## EXERCISE REQUIREMENTS
Check each line of the data, and copy those where "third" appears.
PROVIDED RECORDS Start Marker
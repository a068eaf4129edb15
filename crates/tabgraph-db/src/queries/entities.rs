//! Entity queries.

use chrono::Utc;
use rusqlite::{params, Row};
use tabgraph_core::Entity;
use tracing::info;

use crate::pool::{DbError, DbPool, DbResult};
use crate::{time, vector};

const ENTITY_COLUMNS: &str = "id, name, entity_type, description, web_description, \
     related_concepts, source_url, is_enriched, enriched_at, embedding, created_at";

/// Column list as `alias.column` for joined selects.
pub(crate) fn prefixed_columns(alias: &str) -> String {
    ENTITY_COLUMNS
        .split(", ")
        .map(|column| format!("{}.{}", alias, column))
        .collect::<Vec<_>>()
        .join(", ")
}

/// Raw entity row, before timestamp and JSON decoding.
struct EntityRow {
    id: i64,
    name: String,
    entity_type: String,
    description: Option<String>,
    web_description: Option<String>,
    related_concepts: Option<String>,
    source_url: Option<String>,
    is_enriched: bool,
    enriched_at: Option<String>,
    embedding: Option<Vec<u8>>,
    created_at: String,
}

fn read_row(row: &Row) -> rusqlite::Result<EntityRow> {
    Ok(EntityRow {
        id: row.get(0)?,
        name: row.get(1)?,
        entity_type: row.get(2)?,
        description: row.get(3)?,
        web_description: row.get(4)?,
        related_concepts: row.get(5)?,
        source_url: row.get(6)?,
        is_enriched: row.get(7)?,
        enriched_at: row.get(8)?,
        embedding: row.get(9)?,
        created_at: row.get(10)?,
    })
}

fn into_entity(row: EntityRow) -> DbResult<Entity> {
    let related_concepts = row
        .related_concepts
        .as_deref()
        .and_then(|raw| serde_json::from_str(raw).ok())
        .unwrap_or_default();

    Ok(Entity {
        id: Some(row.id),
        name: row.name,
        entity_type: row.entity_type,
        description: row.description,
        web_description: row.web_description,
        related_concepts,
        source_url: row.source_url,
        is_enriched: row.is_enriched,
        enriched_at: time::parse_opt(row.enriched_at)?,
        embedding: row.embedding.as_deref().map(vector::from_blob),
        created_at: time::parse(&row.created_at)?,
    })
}

/// Run an entity SELECT and map the rows into domain entities.
///
/// The statement must select `ENTITY_COLUMNS` in order.
pub(crate) fn query_entities(
    conn: &rusqlite::Connection,
    sql: &str,
    params: impl rusqlite::Params,
) -> DbResult<Vec<Entity>> {
    let mut stmt = conn.prepare(sql)?;
    let rows = stmt
        .query_map(params, read_row)?
        .collect::<Result<Vec<_>, _>>()
        .map_err(DbError::from)?;
    rows.into_iter().map(into_entity).collect()
}

/// Insert an entity if `(name, entity_type)` is new, returning the id of
/// the inserted or existing row.
pub fn upsert(pool: &DbPool, entity: &Entity) -> DbResult<i64> {
    pool.with_conn(|conn| {
        let related_json = if entity.related_concepts.is_empty() {
            None
        } else {
            Some(serde_json::to_string(&entity.related_concepts)?)
        };
        let embedding_blob = entity.embedding.as_deref().map(vector::to_blob);

        conn.execute(
            "INSERT OR IGNORE INTO entities
                 (name, entity_type, description, web_description, related_concepts,
                  source_url, is_enriched, enriched_at, embedding, created_at)
             VALUES (?1, ?2, ?3, ?4, ?5, ?6, ?7, ?8, ?9, ?10)",
            params![
                entity.name,
                entity.entity_type,
                entity.description,
                entity.web_description,
                related_json,
                entity.source_url,
                entity.is_enriched,
                entity.enriched_at.map(time::to_column),
                embedding_blob,
                time::to_column(entity.created_at),
            ],
        )?;

        conn.query_row(
            "SELECT id FROM entities WHERE name = ?1 AND entity_type = ?2",
            params![entity.name, entity.entity_type],
            |row| row.get(0),
        )
        .map_err(DbError::from)
    })
}

/// Fetch an entity by id.
pub fn get(pool: &DbPool, entity_id: i64) -> DbResult<Option<Entity>> {
    pool.with_conn(|conn| {
        let rows = query_entities(
            conn,
            &format!("SELECT {} FROM entities WHERE id = ?1", ENTITY_COLUMNS),
            params![entity_id],
        )?;
        Ok(rows.into_iter().next())
    })
}

/// Fetch an entity by name, first match across types unless a type is given.
pub fn get_by_name(pool: &DbPool, name: &str, entity_type: Option<&str>) -> DbResult<Option<Entity>> {
    pool.with_conn(|conn| {
        let rows = match entity_type {
            Some(kind) => query_entities(
                conn,
                &format!(
                    "SELECT {} FROM entities WHERE name = ?1 AND entity_type = ?2",
                    ENTITY_COLUMNS
                ),
                params![name, kind],
            )?,
            None => query_entities(
                conn,
                &format!("SELECT {} FROM entities WHERE name = ?1 ORDER BY id", ENTITY_COLUMNS),
                params![name],
            )?,
        };
        Ok(rows.into_iter().next())
    })
}

/// Batch-fetch entities by name in a single query. Missing names are
/// simply absent from the result.
pub fn get_by_names(pool: &DbPool, names: &[String]) -> DbResult<Vec<Entity>> {
    if names.is_empty() {
        return Ok(Vec::new());
    }

    pool.with_conn(|conn| {
        let placeholders = vec!["?"; names.len()].join(",");
        let sql = format!(
            "SELECT {} FROM entities WHERE name IN ({})",
            ENTITY_COLUMNS, placeholders
        );
        query_entities(conn, &sql, rusqlite::params_from_iter(names.iter()))
    })
}

/// Search entities by name substring.
pub fn search_by_name(pool: &DbPool, query: &str, limit: i64) -> DbResult<Vec<Entity>> {
    pool.with_conn(|conn| {
        query_entities(
            conn,
            &format!(
                "SELECT {} FROM entities WHERE name LIKE ?1 ORDER BY name LIMIT ?2",
                ENTITY_COLUMNS
            ),
            params![format!("%{}%", query), limit],
        )
    })
}

/// Write global enrichment fields onto an entity.
pub fn update_enrichment(
    pool: &DbPool,
    entity_id: i64,
    web_description: &str,
    entity_type: &str,
    related_concepts: &[String],
    source_url: Option<&str>,
) -> DbResult<bool> {
    pool.with_conn(|conn| {
        let related_json = serde_json::to_string(related_concepts)?;
        let changed = conn.execute(
            "UPDATE entities
             SET web_description = ?1, entity_type = ?2, related_concepts = ?3,
                 source_url = ?4, is_enriched = 1, enriched_at = ?5
             WHERE id = ?6",
            params![
                web_description,
                entity_type,
                related_json,
                source_url,
                time::to_column(Utc::now()),
                entity_id,
            ],
        )?;
        Ok(changed > 0)
    })
}

/// Write an embedding of the entity name.
pub fn update_embedding(pool: &DbPool, entity_id: i64, embedding: &[f32]) -> DbResult<bool> {
    pool.with_conn(|conn| {
        let changed = conn.execute(
            "UPDATE entities SET embedding = ?1 WHERE id = ?2",
            params![vector::to_blob(embedding), entity_id],
        )?;
        Ok(changed > 0)
    })
}

/// Entities that are un-enriched or whose enrichment is older than the TTL.
pub fn list_needing_enrichment(pool: &DbPool, limit: i64, cache_ttl_days: i64) -> DbResult<Vec<Entity>> {
    pool.with_conn(|conn| {
        let expiry = time::to_column(Utc::now() - chrono::Duration::days(cache_ttl_days));
        query_entities(
            conn,
            &format!(
                "SELECT {} FROM entities
                 WHERE is_enriched = 0 OR enriched_at IS NULL OR enriched_at < ?1
                 LIMIT ?2",
                ENTITY_COLUMNS
            ),
            params![expiry, limit],
        )
    })
}

/// Delete an entity by id, cascading triplets and links.
pub fn delete(pool: &DbPool, entity_id: i64) -> DbResult<bool> {
    pool.with_conn(|conn| {
        let changed = conn.execute("DELETE FROM entities WHERE id = ?1", params![entity_id])?;
        Ok(changed > 0)
    })
}

/// Remove every entity that no tab references, returning the count removed.
///
/// Run after reconciliation closes tabs and their links are gone.
pub fn remove_orphans(pool: &DbPool) -> DbResult<usize> {
    pool.with_conn(|conn| {
        let removed = conn.execute(
            "DELETE FROM entities WHERE id IN (
                 SELECT e.id FROM entities e
                 LEFT JOIN tab_entities te ON e.id = te.entity_id
                 WHERE te.entity_id IS NULL
             )",
            [],
        )?;
        if removed > 0 {
            info!(removed, "Removed orphaned entities");
        }
        Ok(removed)
    })
}

#[cfg(test)]
mod tests {
    use super::*;
    use crate::pool::test_pool;

    #[test]
    fn upsert_is_unique_by_name_and_type() {
        let pool = test_pool();

        let first = upsert(&pool, &Entity::concept("React")).unwrap();
        let second = upsert(&pool, &Entity::concept("React")).unwrap();
        assert_eq!(first, second);

        let mut tool = Entity::concept("React");
        tool.entity_type = "tool".to_string();
        let third = upsert(&pool, &tool).unwrap();
        assert_ne!(first, third);
    }

    #[test]
    fn get_by_name_without_type_returns_first_match() {
        let pool = test_pool();
        upsert(&pool, &Entity::concept("Rust")).unwrap();

        let found = get_by_name(&pool, "Rust", None).unwrap().unwrap();
        assert_eq!(found.name, "Rust");
        assert_eq!(found.entity_type, "concept");
        assert!(get_by_name(&pool, "Go", None).unwrap().is_none());
    }

    #[test]
    fn get_by_names_returns_only_found_rows() {
        let pool = test_pool();
        upsert(&pool, &Entity::concept("React")).unwrap();
        upsert(&pool, &Entity::concept("Vue")).unwrap();

        let found = get_by_names(
            &pool,
            &["React".to_string(), "Vue".to_string(), "Angular".to_string()],
        )
        .unwrap();
        assert_eq!(found.len(), 2);

        assert!(get_by_names(&pool, &[]).unwrap().is_empty());
    }

    #[test]
    fn enrichment_round_trip() {
        let pool = test_pool();
        let id = upsert(&pool, &Entity::concept("CRISPR")).unwrap();

        update_enrichment(
            &pool,
            id,
            "A gene editing technique.",
            "method",
            &["Gene Editing".to_string()],
            None,
        )
        .unwrap();

        let entity = get(&pool, id).unwrap().unwrap();
        assert!(entity.is_enriched);
        assert_eq!(entity.entity_type, "method");
        assert_eq!(entity.web_description.as_deref(), Some("A gene editing technique."));
        assert_eq!(entity.related_concepts, vec!["Gene Editing".to_string()]);
        assert!(!entity.needs_enrichment(7, Utc::now()));
    }

    #[test]
    fn embedding_round_trip() {
        let pool = test_pool();
        let id = upsert(&pool, &Entity::concept("Neo4j")).unwrap();

        update_embedding(&pool, id, &[0.5, -0.5, 1.0]).unwrap();
        let entity = get(&pool, id).unwrap().unwrap();
        assert_eq!(entity.embedding, Some(vec![0.5, -0.5, 1.0]));
    }

    #[test]
    fn list_needing_enrichment_applies_ttl() {
        let pool = test_pool();
        let stale = upsert(&pool, &Entity::concept("Stale")).unwrap();
        let fresh = upsert(&pool, &Entity::concept("Fresh")).unwrap();
        update_enrichment(&pool, fresh, "desc", "concept", &[], None).unwrap();

        let needing = list_needing_enrichment(&pool, 10, 7).unwrap();
        let ids: Vec<i64> = needing.iter().filter_map(|e| e.id).collect();
        assert!(ids.contains(&stale));
        assert!(!ids.contains(&fresh));
    }
}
PROVIDED RECORDS End Marker
## COMPLETED TASK
        let third = upsert(&pool, &tool).unwrap();
        assert_ne!(first, third);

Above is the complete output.